What you are asked to do |
Output a verbatim copy of the data, cut off after the line that contains "common-mode loop will".
(Beginning of Source information)
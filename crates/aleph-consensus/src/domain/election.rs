//! Timing-unit election (§4.5): for a level `ℓ`, pick at most one prime
//! unit among the candidates in a canonical process order, deciding each
//! candidate via popularity proofs at `ℓ+2` and a common-mode vote
//! propagation (supermajority, falling back to the common coin) at every
//! level above that.

use crate::domain::popularity::proves_popular;
use aleph_crypto::threshold_coin::CoinShare;
use aleph_crypto::{sha256_hash_many, BlsSignature, ThresholdCoin};
use aleph_poset::{CoinSharePayload, Poset};
use aleph_types::{Hash, ProcessCount, ProcessId};
use std::collections::HashMap;

/// Result of attempting to decide a single candidate prime unit.
#[derive(Debug, Clone, Copy, PartialEq, Eq)]
pub enum CandidateOutcome {
    Elected,
    Skipped,
    /// Not enough of the poset has grown in yet (missing level, or a
    /// prime at level `d` carries no usable coin share) to decide this
    /// candidate one way or the other.
    Undecided,
}

/// Result of attempting election at a whole level.
#[derive(Debug, Clone, Copy)]
pub enum ElectionOutcome {
    Elected(ProcessId, Hash),
    Undecided,
}

/// A safety bound on how many levels above `ℓ` the common-mode loop will
/// walk before giving up for this attempt (retried once the poset grows).
/// Termination is expected in O(1) levels with overwhelming probability;
/// this is not a protocol parameter, only a guard against pathological
/// non-termination.
pub const DEFAULT_MAX_ELECTION_DEPTH: u64 = 64;

/// The canonical order candidates are tried in at level `ℓ`: a permutation
/// of process ids derived from the hash of a designated prior unit (the
/// previous level's timing unit, or the level-0 seed).
pub fn candidate_order(poset: &Poset, seed: Hash) -> Vec<ProcessId> {
    let n = poset.committee_size().as_usize() as u16;
    let mut ids: Vec<ProcessId> = (0..n).map(ProcessId).collect();
    ids.sort_by_key(|id| sha256_hash_many(&[&seed[..], &id.0.to_be_bytes()]));
    ids
}

fn prime_by_creator(poset: &Poset, level: u64, creator: ProcessId) -> Option<Hash> {
    poset
        .primes_at_level(level)
        .iter()
        .copied()
        .find(|h| poset.unit(h).map(|u| u.creator()) == Some(creator))
}

/// The domain-separated byte string a coin share for candidate `v` at
/// depth `d` is signed over. Exposed so unit creation can pre-compute the
/// same nonce when attaching a share to a prime unit it is about to sign.
pub fn nonce_for(v: Hash, d: u64) -> Vec<u8> {
    let mut buf = v.to_vec();
    buf.extend_from_slice(&d.to_be_bytes());
    buf
}

fn decode_share(payload: &CoinSharePayload) -> Option<CoinShare> {
    if payload.0.len() != 98 {
        return None;
    }
    let creator = u16::from_be_bytes([payload.0[0], payload.0[1]]);
    let mut sig_bytes = [0u8; 96];
    sig_bytes.copy_from_slice(&payload.0[2..98]);
    BlsSignature::from_bytes(&sig_bytes)
        .ok()
        .map(|sig| CoinShare::from_parts(creator, sig))
}

/// Encodes a coin share for embedding in a `PreUnit` at creation time.
pub fn encode_share(share: &CoinShare, creator: u16) -> CoinSharePayload {
    let mut buf = Vec::with_capacity(98);
    buf.extend_from_slice(&creator.to_be_bytes());
    buf.extend_from_slice(&share.signature_bytes());
    CoinSharePayload(buf)
}

/// Every coin share attached to a prime unit at `level`, keyed by the
/// claimed creator (first one seen wins; `ThresholdCoin::combine_shares`
/// re-verifies before trusting any of them).
fn coin_shares_at(poset: &Poset, level: u64) -> HashMap<u16, CoinShare> {
    let mut shares = HashMap::new();
    for &hash in poset.primes_at_level(level) {
        if let Some(unit) = poset.unit(&hash) {
            for payload in &unit.pre.coin_shares {
                if let Some(share) = decode_share(payload) {
                    shares.entry(share.creator).or_insert(share);
                }
            }
        }
    }
    shares
}

fn supermajority_bit(votes: &[bool], n: ProcessCount) -> Option<bool> {
    let threshold = n.supermajority() as usize;
    let ones = votes.iter().filter(|&&b| b).count();
    let zeros = votes.len() - ones;
    if ones >= threshold {
        Some(true)
    } else if zeros >= threshold {
        Some(false)
    } else {
        None
    }
}

/// The vote a prime `u` at level `d > ℓ+2` casts for candidate `v`: the
/// supermajority of its level-`(d-1)` predecessors' votes if one exists,
/// otherwise the common coin for `(v, d)`. `None` when neither a
/// supermajority nor enough coin shares are visible yet.
fn vote_at(
    poset: &Poset,
    coin: &ThresholdCoin,
    prev_votes: &HashMap<Hash, bool>,
    u: Hash,
    d: u64,
    v: Hash,
) -> Option<bool> {
    let below_votes: Vec<bool> = poset
        .primes_at_level(d - 1)
        .iter()
        .filter(|&&p| poset.below(p, u))
        .filter_map(|p| prev_votes.get(p).copied())
        .collect();
    if let Some(bit) = supermajority_bit(&below_votes, poset.committee_size()) {
        return Some(bit);
    }
    let shares = coin_shares_at(poset, d);
    let nonce = nonce_for(v, d);
    coin.combine_shares(&shares, &nonce).ok()
}

/// Decides one candidate prime unit `v` at level `ℓ`, iterating vote
/// rounds `d = ℓ+2, ℓ+3, …` until every level-`d` prime unanimously agrees
/// (elected on unanimous 1, skipped on unanimous 0) or data runs out.
pub fn decide_candidate(
    poset: &Poset,
    coin: &ThresholdCoin,
    popularity_memo: &mut HashMap<(Hash, Hash), bool>,
    v: Hash,
    level: u64,
    max_depth: u64,
) -> CandidateOutcome {
    let mut votes: HashMap<Hash, bool> = HashMap::new();
    let mut d = level + 2;
    loop {
        if d > level + max_depth {
            return CandidateOutcome::Undecided;
        }
        let primes_d = poset.primes_at_level(d);
        if primes_d.is_empty() {
            return CandidateOutcome::Undecided;
        }
        let mut new_votes = HashMap::with_capacity(primes_d.len());
        for &u in primes_d {
            let vote = if d == level + 2 {
                *popularity_memo
                    .entry((u, v))
                    .or_insert_with(|| proves_popular(poset, u, v))
            } else {
                match vote_at(poset, coin, &votes, u, d, v) {
                    Some(bit) => bit,
                    None => return CandidateOutcome::Undecided,
                }
            };
            new_votes.insert(u, vote);
        }
        let total = new_votes.len();
        let ones = new_votes.values().filter(|&&b| b).count();
        if ones == total {
            return CandidateOutcome::Elected;
        }
        if ones == 0 {
            return CandidateOutcome::Skipped;
        }
        votes = new_votes;
        d += 1;
    }
}

/// Attempts to elect a timing unit at `level`, trying candidates in
/// `candidate_order`. Stops at the first candidate that is elected or
/// whose decision is still undetermined (order must be respected: later
/// candidates cannot be considered before an earlier one is settled).
/// Forkers never hold a valid candidacy.
pub fn elect_at_level(
    poset: &Poset,
    coin: &ThresholdCoin,
    popularity_memo: &mut HashMap<(Hash, Hash), bool>,
    level: u64,
    seed: Hash,
    max_depth: u64,
) -> ElectionOutcome {
    for creator in candidate_order(poset, seed) {
        if poset.is_forker(creator) {
            continue;
        }
        let Some(v) = prime_by_creator(poset, level, creator) else {
            continue;
        };
        match decide_candidate(poset, coin, popularity_memo, v, level, max_depth) {
            CandidateOutcome::Elected => return ElectionOutcome::Elected(creator, v),
            CandidateOutcome::Skipped => continue,
            CandidateOutcome::Undecided => return ElectionOutcome::Undecided,
        }
    }
    ElectionOutcome::Undecided
}

#[cfg(test)]
mod tests {
    use super::*;

    #[test]
    fn candidate_order_is_a_permutation() {
        let poset = Poset::new(ProcessCount(4));
        let seed = [7u8; 32];
        let order = candidate_order(&poset, seed);
        let mut sorted = order.clone();
        sorted.sort_by_key(|id| id.0);
        assert_eq!(sorted, vec![ProcessId(0), ProcessId(1), ProcessId(2), ProcessId(3)]);
    }

    #[test]
    fn candidate_order_is_deterministic_given_the_same_seed() {
        let poset = Poset::new(ProcessCount(5));
        let seed = [3u8; 32];
        assert_eq!(candidate_order(&poset, seed), candidate_order(&poset, seed));
    }

    #[test]
    fn share_encoding_round_trips() {
        let kp = aleph_crypto::BlsKeyPair::generate();
        let share = CoinShare::from_parts(2, kp.sign(b"nonce"));
        let payload = encode_share(&share, 2);
        let decoded = decode_share(&payload).unwrap();
        assert_eq!(decoded.creator, 2);
        assert_eq!(decoded.signature_bytes(), share.signature_bytes());
    }
}
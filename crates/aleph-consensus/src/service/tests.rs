use super::*;
use aleph_crypto::{BlsKeyPair, Ed25519KeyPair, ThresholdCoin};
use aleph_poset::{sign_unit, PreUnit};
use aleph_types::{ProcessCount, ProcessId};

struct FixedCoin(ThresholdCoin);

impl CoinProvider for FixedCoin {
    fn coin(&self) -> &ThresholdCoin {
        &self.0
    }
}

fn make_service(n: u16) -> (ConsensusService<FixedCoin>, Arc<PosetState>, Vec<Ed25519KeyPair>) {
    let poset = Arc::new(PosetState::new(ProcessCount(n)));
    let state = Arc::new(ConsensusState::new());
    let bls: Vec<BlsKeyPair> = (0..n).map(|_| BlsKeyPair::generate()).collect();
    let public_keys = bls.iter().map(|k| k.public_key()).collect();
    let own = BlsKeyPair::from_secret_bytes(&bls[0].secret_bytes()).unwrap();
    let coin = Arc::new(FixedCoin(ThresholdCoin::new(0, own, public_keys, n as usize - 1)));
    let kps: Vec<Ed25519KeyPair> = (0..n).map(|_| Ed25519KeyPair::generate()).collect();
    (ConsensusService::new(poset.clone(), state, coin), poset, kps)
}

/// Builds a fully-connected three-round poset across `n` processes: each
/// process's genesis (level 0), then a unit naming every other process's
/// predecessor as a parent (level 1), then a third repeating the pattern
/// (level 2) — the same shape as the supermajority-level poset test in
/// `aleph-poset`, extended one round further so popularity proofs at
/// `ℓ+2` have something to walk through.
fn build_three_round_poset(poset: &Arc<PosetState>, kps: &[Ed25519KeyPair]) {
    let n = kps.len() as u16;
    let mut by_height: Vec<Vec<aleph_types::Hash>> = vec![Vec::new(); 3];

    for i in 0..n {
        let unit = sign_unit(PreUnit::new_genesis(ProcessId(i)), &kps[i as usize]);
        let hash = poset.poset.write().insert(unit).unwrap().hash;
        by_height[0].push(hash);
    }
    for round in 1..3u64 {
        let mut next = Vec::new();
        for i in 0..n {
            let mut parents = vec![by_height[round as usize - 1][i as usize]];
            for (j, &h) in by_height[round as usize - 1].iter().enumerate() {
                if j as u16 != i {
                    parents.push(h);
                }
            }
            let unit = sign_unit(
                PreUnit::new_child(ProcessId(i), round - 1, parents, Vec::new(), Vec::new()),
                &kps[i as usize],
            );
            let hash = poset.poset.write().insert(unit).unwrap().hash;
            next.push(hash);
        }
        by_height[round as usize] = next;
    }
}

#[tokio::test]
async fn undetermined_level_yields_no_decision_on_an_empty_poset() {
    let (service, _poset, _kps) = make_service(4);
    let appended = service.attempt_timing_decision(0, [0u8; 32]).await;
    assert!(appended.is_empty());
    assert_eq!(service.decided_through().await, None);
}

#[tokio::test]
async fn a_fully_connected_three_round_poset_elects_a_timing_unit_at_level_zero() {
    let (service, poset, kps) = make_service(4);
    build_three_round_poset(&poset, &kps);

    let appended = service.attempt_timing_decision(0, [0u8; 32]).await;
    assert!(!appended.is_empty(), "popularity proofs at level 2 should be unanimous here");
    assert_eq!(service.decided_through().await, Some(0));

    let timing_unit = *appended.last().unwrap();
    assert!(service.is_ordered(timing_unit).await);
    assert_eq!(service.linear_order().await.len(), appended.len());

    // level already decided: a repeat attempt is a no-op.
    let repeat = service.attempt_timing_decision(0, [0u8; 32]).await;
    assert!(repeat.is_empty());
}
//! Events published on the process-internal bus: observable lifecycle
//! points of the poset and consensus engines, for an outer layer (e.g. a
//! persistence or RPC adapter) to subscribe to. This is a side-channel
//! fan-out, not the arbiter's own control-flow queue.

use aleph_types::{Hash, ProcessId};
use serde::{Deserialize, Serialize};

/// All events publishable on the bus.
#[derive(Debug, Clone, Serialize, Deserialize)]
pub enum AlephEvent {
    /// A unit was admitted into the local poset.
    UnitInserted {
        hash: Hash,
        creator: ProcessId,
        height: u64,
        level: u64,
    },

    /// A creator was discovered to have forked (two incomparable units at
    /// the same height).
    ForkerDetected {
        creator: ProcessId,
        first: Hash,
        second: Hash,
    },

    /// A timing unit was elected for a level, finalizing that level's slot
    /// in the linear order.
    TimingUnitElected { level: u64, unit: Hash },

    /// The linear order was extended by appending newly-ordered units.
    LinearOrderExtended {
        up_to_level: u64,
        appended: Vec<Hash>,
    },
}

impl AlephEvent {
    /// Topic used for subscription filtering.
    #[must_use]
    pub fn topic(&self) -> EventTopic {
        match self {
            Self::UnitInserted { .. } => EventTopic::Poset,
            Self::ForkerDetected { .. } => EventTopic::Forks,
            Self::TimingUnitElected { .. } => EventTopic::Consensus,
            Self::LinearOrderExtended { .. } => EventTopic::LinearOrder,
        }
    }
}

/// Topics for subscription filtering.
#[derive(Debug, Clone, Copy, PartialEq, Eq, Hash, Serialize, Deserialize)]
pub enum EventTopic {
    Poset,
    Forks,
    Consensus,
    LinearOrder,
    All,
}

/// Filter for subscribing to a subset of topics.
#[derive(Debug, Clone, Default)]
pub struct EventFilter {
    /// Topics to include. Empty means all topics.
    pub topics: Vec<EventTopic>,
}

impl EventFilter {
    #[must_use]
    pub fn all() -> Self {
        Self::default()
    }

    #[must_use]
    pub fn topics(topics: Vec<EventTopic>) -> Self {
        Self { topics }
    }

    #[must_use]
    pub fn matches(&self, event: &AlephEvent) -> bool {
        self.topics.is_empty()
            || self.topics.contains(&EventTopic::All)
            || self.topics.contains(&event.topic())
    }
}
(End of Source information)
Solution to this task |
filename crates/aleph-consensus/src/domain/election.rs
//! Timing-unit election (§4.5): for a level `ℓ`, pick at most one prime
//! unit among the candidates in a canonical process order, deciding each
//! candidate via popularity proofs at `ℓ+2` and a common-mode vote
//! propagation (supermajority, falling back to the common coin) at every
//! level above that.

use crate::domain::popularity::proves_popular;
use aleph_crypto::threshold_coin::CoinShare;
use aleph_crypto::{sha256_hash_many, BlsSignature, ThresholdCoin};
use aleph_poset::{CoinSharePayload, Poset};
use aleph_types::{Hash, ProcessCount, ProcessId};
use std::collections::HashMap;

/// Result of attempting to decide a single candidate prime unit.
#[derive(Debug, Clone, Copy, PartialEq, Eq)]
pub enum CandidateOutcome {
    Elected,
    Skipped,
    /// Not enough of the poset has grown in yet (missing level, or a
    /// prime at level `d` carries no usable coin share) to decide this
    /// candidate one way or the other.
    Undecided,
}

/// Result of attempting election at a whole level.
#[derive(Debug, Clone, Copy)]
pub enum ElectionOutcome {
    Elected(ProcessId, Hash),
    Undecided,
}

/// A safety bound on how many levels above `ℓ` the common-mode loop will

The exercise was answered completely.